Well, suck an elf but I’m flabbergasted!
I phoned my older sister this afternoon. The one who once locked me up in a cupboard and paid for that sin dearly. I hadn’t come out to her yet and was nervous about it because she’s not mentally stable.
Initially, when I came out to my parents they agreed that they would tell her. Gentle, and little by little – though frankly I don’t know how they thought to achieve the little by little part. Then they backtracked and said they were not going to tell her. I understand that. They’re still too shaken.
After some deliberation I made the decision to tell her myself – even though I might well mess up completely and end up upsetting her to the point where she’d go into a full psychotic episode. I had to take that risk. Not telling her was not an option and would ultimately not have worked anyway.
Trying to keep it small, I started out by saying something like, “Remember how I’ve never been a very girly girl?” and, “I never really felt like a girl and after I grew up I never really felt like a woman.” I continued to tell her that I’m seeing a therapist at the gender clinic and will start my transition as soon as I get my formal diagnosis.

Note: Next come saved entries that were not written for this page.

//! Response facade over a finished (or streaming) HTTP exchange.
//!
//! # Design
//! A response is either buffered, with the whole body read and the
//! connection released before the caller sees it, or streaming, when the
//! server answers with `text/event-stream`. In the streaming case the live
//! body reader is handed to an `EventStream` worker and `body()` is empty.

use ureq::http::{HeaderMap, StatusCode};

use crate::error::Error;
use crate::http::Request;
use crate::sse::EventStream;
use crate::transport::DEBUG_TARGET;

const EVENT_STREAM: &str = "text/event-stream";

#[derive(Debug)]
pub enum Body {
    Buffered(Vec<u8>),
    Stream(EventStream),
}

#[derive(Debug)]
pub struct Response {
    status: StatusCode,
    headers: HeaderMap,
    body: Body,
    request: Request,
}

impl Response {
    /// Consume a transport response. Non-streaming bodies are read in full.
    pub(crate) fn from_http(
        request: Request,
        response: ureq::http::Response<ureq::Body>,
        debug: bool,
    ) -> Result<Self, Error> {
        let (parts, body) = response.into_parts();
        let streaming = parts
            .headers
            .get("content-type")
            .and_then(|v| v.to_str().ok())
            .is_some_and(|ct| media_type(ct) == EVENT_STREAM);

        if debug {
            tracing::debug!(
                target: DEBUG_TARGET,
                status = parts.status.as_u16(),
                headers = ?parts.headers,
                streaming,
                "received response"
            );
        }

        let body = if streaming {
            Body::Stream(EventStream::spawn(body.into_reader()))
        } else {
            Body::Buffered(body.into_with_config().limit(u64::MAX).read_to_vec()?)
        };

        Ok(Self {
            status: parts.status,
            headers: parts.headers,
            body,
            request,
        })
    }

    pub fn status_code(&self) -> u16 {
        self.status.as_u16()
    }

    /// `"200 OK"` style status line.
    pub fn status_line(&self) -> String {
        match self.status.canonical_reason() {
            Some(reason) => format!("{} {reason}", self.status.as_u16()),
            None => self.status.as_u16().to_string(),
        }
    }

    /// Text after the first space of the status line; empty when unknown.
    ///
    /// The phrase is the canonical one for the status code. The transport
    /// does not expose the raw status line, so a custom phrase sent by the
    /// server is not reported and non-standard codes yield `""`.
    pub fn reason_phrase(&self) -> String {
        let line = self.status_line();
        match line.split_once(' ') {
            Some((_, reason)) => reason.to_string(),
            None => String::new(),
        }
    }

    pub fn is_ok(&self) -> bool {
        self.status == StatusCode::OK
    }

    pub fn headers(&self) -> &HeaderMap {
        &self.headers
    }

    /// All values of `name`, case-insensitive. Values that are not valid
    /// UTF-8 are skipped.
    pub fn header(&self, name: &str) -> Vec<&str> {
        self.headers
            .get_all(name)
            .iter()
            .filter_map(|v| v.to_str().ok())
            .collect()
    }

    /// First value of `name`, or `""`.
    pub fn header_line(&self, name: &str) -> &str {
        self.header(name).into_iter().next().unwrap_or("")
    }

    pub fn has_header(&self, name: &str) -> bool {
        self.headers.contains_key(name)
    }

    pub fn content_length(&self) -> Option<u64> {
        self.header_line("content-length").trim().parse().ok()
    }

    /// Raw body bytes. Empty for streaming responses.
    pub fn body(&self) -> &[u8] {
        match &self.body {
            Body::Buffered(bytes) => bytes,
            Body::Stream(_) => &[],
        }
    }

    pub fn into_body(self) -> Body {
        self.body
    }

    /// Body decoded as text. GB-family charsets are transcoded to UTF-8;
    /// everything else is read as UTF-8, replacing invalid sequences.
    pub fn contents(&self) -> String {
        decode_text(self.body(), self.header_line("content-type"))
    }

    /// Deserialize the body as JSON.
    pub fn json<T: serde::de::DeserializeOwned>(&self) -> Result<T, Error> {
        serde_json::from_slice(self.body()).map_err(|e| Error::Decode(e.to_string()))
    }

    pub fn stream(&self) -> Option<&EventStream> {
        match &self.body {
            Body::Stream(stream) => Some(stream),
            Body::Buffered(_) => None,
        }
    }

    pub fn into_stream(self) -> Option<EventStream> {
        match self.body {
            Body::Stream(stream) => Some(stream),
            Body::Buffered(_) => None,
        }
    }

    /// True when the event stream ended on a read timeout.
    pub fn is_timeout(&self) -> bool {
        self.stream().is_some_and(EventStream::is_timeout)
    }

    /// The request that produced this response.
    pub fn request(&self) -> &Request {
        &self.request
    }
}

fn media_type(content_type: &str) -> String {
    content_type
        .split(';')
        .next()
        .unwrap_or("")
        .trim()
        .to_ascii_lowercase()
}

fn charset(content_type: &str) -> Option<String> {
    content_type.split(';').skip(1).find_map(|param| {
        let (key, value) = param.split_once('=')?;
        key.trim()
            .eq_ignore_ascii_case("charset")
            .then(|| value.trim().trim_matches('"').to_ascii_lowercase())
    })
}

fn decode_text(bytes: &[u8], content_type: &str) -> String {
    match charset(content_type) {
        Some(cs) if cs.starts_with("gb") => {
            let encoding =
                encoding_rs::Encoding::for_label(cs.as_bytes()).unwrap_or(encoding_rs::GB18030);
            let (text, _, _) = encoding.decode(bytes);
            text.into_owned()
        }
        _ => String::from_utf8_lossy(bytes).into_owned(),
    }
}
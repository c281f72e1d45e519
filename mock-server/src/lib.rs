use std::collections::BTreeMap;
use std::time::Duration;

use axum::{
    body::Bytes,
    extract::{Multipart, Path, RawQuery},
    http::{header, HeaderMap, Method, StatusCode},
    response::{IntoResponse, Response},
    routing::{any, get, post},
    Json, Router,
};
use serde::{Deserialize, Serialize};
use tokio::net::TcpListener;

/// Body of every `/post-with-stream-response` reply. Nothing after `[DONE]`
/// should ever reach a client.
pub const STREAM_BODY: &str = "data: one\n\ndata: two\n\ndata: three\n\ndata: [DONE]\n\ndata: never\n\n";

/// Text served GBK-encoded by `/get-gbk`.
pub const GBK_TEXT: &str = "你好，世界";

/// How long `/get-timeout` waits before answering.
pub const TIMEOUT_DELAY: Duration = Duration::from_secs(1);

#[derive(Debug, Clone, PartialEq, Eq, Serialize, Deserialize)]
pub struct EchoCookie {
    pub name: String,
    pub value: String,
}

#[derive(Debug, Clone, PartialEq, Eq, Serialize, Deserialize)]
pub struct EchoPart {
    pub name: String,
    pub filename: Option<String>,
    pub content_type: Option<String>,
    pub size: usize,
}

pub fn app() -> Router {
    Router::new()
        .route("/get", any(get_plain))
        .route("/get-response-json", get(get_response_json))
        .route("/get-timeout", get(get_timeout))
        .route("/get-with-query", get(get_with_query))
        .route("/get-gbk", get(get_gbk))
        .route("/status/{code}", any(status))
        .route("/files/{name}", get(file))
        .route("/post", any(post_plain))
        .route("/post-with-headers", any(post_with_headers))
        .route("/post-with-cookies", any(post_with_cookies))
        .route("/post-with-form-params", any(post_with_form_params))
        .route("/post-with-json", any(post_with_json))
        .route("/post-with-xml", any(post_with_xml))
        .route("/post-with-multipart", post(post_with_multipart))
        .route("/post-with-stream-response", any(post_with_stream_response))
        .route("/put", any(put))
        .route("/patch", any(patch))
        .route("/delete", any(delete))
        .route("/options", any(options))
}

pub async fn run(listener: TcpListener) -> Result<(), std::io::Error> {
    axum::serve(listener, app()).await
}

/// `Err("need post")` style reply when the route was hit with the wrong verb.
fn require(method: &Method, expected: Method) -> Result<(), String> {
    if *method == expected {
        Ok(())
    } else {
        Err(format!("need {}", expected.as_str().to_ascii_lowercase()))
    }
}

fn reply(method: &Method, expected: Method, body: impl FnOnce() -> String) -> String {
    match require(method, expected) {
        Ok(()) => body(),
        Err(need) => need,
    }
}

async fn get_plain() -> &'static str {
    "http get"
}

async fn get_response_json() -> Json<serde_json::Value> {
    Json(serde_json::json!({ "code": 10001, "message": "参数错误" }))
}

async fn get_timeout() -> &'static str {
    tokio::time::sleep(TIMEOUT_DELAY).await;
    "http get timeout"
}

async fn get_with_query(RawQuery(query): RawQuery) -> String {
    format!("query:{}", query.unwrap_or_default())
}

async fn get_gbk() -> impl IntoResponse {
    let (bytes, _, _) = encoding_rs::GBK.encode(GBK_TEXT);
    (
        [(header::CONTENT_TYPE, "text/plain; charset=gbk")],
        bytes.into_owned(),
    )
}

async fn status(Path(code): Path<u16>) -> Response {
    let status = StatusCode::from_u16(code).unwrap_or(StatusCode::BAD_REQUEST);
    (status, format!("status {}", status.as_u16())).into_response()
}

async fn file(Path(name): Path<String>) -> String {
    format!("file:{name}")
}

async fn post_plain(method: Method) -> String {
    reply(&method, Method::POST, || "http post".to_string())
}

/// Echo request headers as a JSON map of lower-case name to values.
async fn post_with_headers(method: Method, headers: HeaderMap) -> String {
    reply(&method, Method::POST, || {
        let mut echoed: BTreeMap<String, Vec<String>> = BTreeMap::new();
        for (name, value) in &headers {
            echoed
                .entry(name.as_str().to_string())
                .or_default()
                .push(String::from_utf8_lossy(value.as_bytes()).into_owned());
        }
        format!("headers:{}", serde_json::to_string(&echoed).unwrap_or_default())
    })
}

async fn post_with_cookies(method: Method, headers: HeaderMap) -> String {
    reply(&method, Method::POST, || {
        let cookies = parse_cookies(&headers);
        format!("cookies:{}", serde_json::to_string(&cookies).unwrap_or_default())
    })
}

/// Every `name=value` pair from every `Cookie` line, in order.
pub fn parse_cookies(headers: &HeaderMap) -> Vec<EchoCookie> {
    headers
        .get_all(header::COOKIE)
        .iter()
        .filter_map(|line| line.to_str().ok())
        .flat_map(|line| line.split(';'))
        .filter_map(|pair| {
            let (name, value) = pair.trim().split_once('=')?;
            Some(EchoCookie {
                name: name.to_string(),
                value: value.trim_matches('"').to_string(),
            })
        })
        .collect()
}

async fn post_with_form_params(method: Method, body: Bytes) -> String {
    reply(&method, Method::POST, || {
        let mut params: BTreeMap<String, Vec<String>> = BTreeMap::new();
        for (k, v) in url::form_urlencoded::parse(&body) {
            params.entry(k.into_owned()).or_default().push(v.into_owned());
        }
        format!("form params:{}", serde_json::to_string(&params).unwrap_or_default())
    })
}

async fn post_with_json(method: Method, body: Bytes) -> String {
    reply(&method, Method::POST, || {
        format!("json:{}", String::from_utf8_lossy(&body))
    })
}

async fn post_with_xml(method: Method, body: Bytes) -> String {
    reply(&method, Method::POST, || {
        format!("xml:{}", String::from_utf8_lossy(&body))
    })
}

/// Describe every part received as a JSON array of `EchoPart`.
async fn post_with_multipart(mut multipart: Multipart) -> Response {
    let mut parts = Vec::new();
    loop {
        let field = match multipart.next_field().await {
            Ok(Some(field)) => field,
            Ok(None) => break,
            Err(e) => return (StatusCode::BAD_REQUEST, e.body_text()).into_response(),
        };
        let name = field.name().unwrap_or_default().to_string();
        let filename = field.file_name().map(str::to_string);
        let content_type = field.content_type().map(str::to_string);
        let size = match field.bytes().await {
            Ok(bytes) => bytes.len(),
            Err(e) => return (StatusCode::BAD_REQUEST, e.body_text()).into_response(),
        };
        parts.push(EchoPart {
            name,
            filename,
            content_type,
            size,
        });
    }
    format!("multipart:{}", serde_json::to_string(&parts).unwrap_or_default()).into_response()
}

async fn post_with_stream_response(method: Method) -> Response {
    if let Err(need) = require(&method, Method::POST) {
        return need.into_response();
    }
    (
        [
            (header::CONTENT_TYPE, "text/event-stream"),
            (header::CACHE_CONTROL, "no-cache"),
        ],
        STREAM_BODY,
    )
        .into_response()
}

async fn put(method: Method) -> String {
    reply(&method, Method::PUT, || "http put".to_string())
}

async fn patch(method: Method) -> String {
    reply(&method, Method::PATCH, || "http patch".to_string())
}

async fn delete(method: Method) -> String {
    reply(&method, Method::DELETE, || "http delete".to_string())
}

async fn options(method: Method) -> String {
    reply(&method, Method::OPTIONS, || "http options".to_string())
}
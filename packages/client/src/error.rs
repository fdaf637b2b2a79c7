//! Error types for the study-room client.

use thiserror::Error;

/// Client-specific errors
#[derive(Debug, Error)]
pub enum ClientError {
    /// The server URL cannot be used at all; retrying will not help
    #[error("Invalid server URL '{0}'")]
    InvalidUrl(String),

    /// Connecting (or reconnecting) failed
    #[error("Connection error: {0}")]
    ConnectionError(String),

    /// An established connection was lost
    #[error("Connection lost")]
    ConnectionLost,

    /// Every reconnection attempt failed
    #[error("Failed to reconnect after {0} attempts")]
    ReconnectExhausted(u32),
}
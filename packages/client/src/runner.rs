//! Client execution logic with reconnection support.

use rustyline::{DefaultEditor, error::ReadlineError};
use tokio::sync::mpsc;

use crate::{
    config::ClientConfig,
    domain::{should_attempt_reconnect, should_exit_immediately},
    error::ClientError,
    session::run_client_session,
    synchronizer::Synchronizer,
};

/// Run the study-room client with reconnection logic
///
/// 接続に失敗し続けた場合は `max_reconnect_attempts` 回で諦め、エラーを返す。
/// 一度接続できたセッションが切れた場合は、失敗回数を数え直す。
pub async fn run_client(config: ClientConfig) -> Result<(), ClientError> {
    let mut sync = Synchronizer::new(config.name.clone(), config.pending_timeout);
    for room in &config.rooms {
        sync.join_room(room);
    }

    let mut input_rx = spawn_readline(config.name.clone());
    let mut failed_attempts = 0;

    loop {
        tracing::info!(
            "Attempting to connect to {} as '{}' (attempt {}/{})",
            config.url,
            sync.name(),
            failed_attempts + 1,
            config.max_reconnect_attempts
        );

        match run_client_session(&config, &mut sync, &mut input_rx).await {
            Ok(()) => {
                tracing::info!("Client session ended normally");
                return Ok(());
            }
            Err(e) => {
                if matches!(e, ClientError::ConnectionLost) {
                    failed_attempts = 0;
                } else {
                    failed_attempts += 1;
                }
                tracing::warn!("{}", e);
                sync.record_error(e.to_string());

                if should_exit_immediately(&e) {
                    tracing::error!("{}. Exiting.", e);
                    return Err(e);
                }
                if !should_attempt_reconnect(&e, failed_attempts, config.max_reconnect_attempts) {
                    tracing::error!(
                        "Failed to reconnect after {} attempts. Exiting.",
                        config.max_reconnect_attempts
                    );
                    return Err(ClientError::ReconnectExhausted(
                        config.max_reconnect_attempts,
                    ));
                }

                tracing::info!(
                    "Reconnecting in {:?}... (attempt {}/{})",
                    config.reconnect_interval,
                    failed_attempts + 1,
                    config.max_reconnect_attempts
                );
                tokio::time::sleep(config.reconnect_interval).await;
            }
        }
    }
}

/// rustyline は同期 API なので専用スレッドで読み、行をチャンネルに流す
///
/// Ctrl+C / Ctrl+D でスレッドが終わると送信側が drop され、セッションは終了する。
fn spawn_readline(label: String) -> mpsc::UnboundedReceiver<String> {
    let (input_tx, input_rx) = mpsc::unbounded_channel::<String>();

    std::thread::spawn(move || {
        let mut rl = match DefaultEditor::new() {
            Ok(rl) => rl,
            Err(e) => {
                eprintln!("Failed to initialize readline: {}", e);
                return;
            }
        };

        let prompt = format!("{}> ", label);

        loop {
            match rl.readline(&prompt) {
                Ok(line) => {
                    let line = line.trim();
                    if !line.is_empty() {
                        rl.add_history_entry(line).ok();
                        if input_tx.send(line.to_string()).is_err() {
                            // Channel closed, exit thread
                            break;
                        }
                    }
                }
                Err(ReadlineError::Interrupted) => {
                    // Ctrl+C
                    tracing::info!("Interrupted");
                    break;
                }
                Err(ReadlineError::Eof) => {
                    // Ctrl+D
                    tracing::info!("EOF");
                    break;
                }
                Err(err) => {
                    tracing::error!("Readline error: {}", err);
                    break;
                }
            }
        }
    });

    input_rx
}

“So you want to be a man?”
I explained it’s not really about wanting to be a man, but already being one on the inside and just wanting to adjust the outside to what I already am.
She wanted to know my new name and then, out of the blue, she said “I might develop a crush on you when you’re a guy.” I laughed and said, “You don’t get crushes on your brother.” Then she laughed and said, “Oh, but I can.”
No doubt she could. She’s been having crushes on guys for as long as I can remember. Even when we were little. She’d always have a boyfriend. It’s one of the things I never understood about her, and now I don’t know why I was surprised she said she might get a crush on me. Not that I’d be acting on her crush. She’s my sister. I can’t imagine having romantic feelings for either of my sisters. But her talk of probably developing a crush on me did break the tension I still felt up till then.
She had more questions, of course (some of them impertinent because her curiosity got the best of her) and I answered them as best I could. Observant as she is, she also asked, “Is that why Mum and Dad are angry with you?” Yep. You nailed it, sis. “Well, I think you’re very brave for doing this, and for telling me.”
She may be mentally unstable but she’s not stupid. And she’s got a heart of gold. I often get mad at her for doing dumb things, but quite honestly she’s a better and more loving person than me. I could learn a thing or two from her.
There’s still the risk this news might send her into a psychotic episode. I hope with all my heart this won’t happen, but if it does it most likely could not be avoided. At least I know – even if this happens – she won’t blame me.
I’m going to try harder to be a better brother to her than I ever was a sister.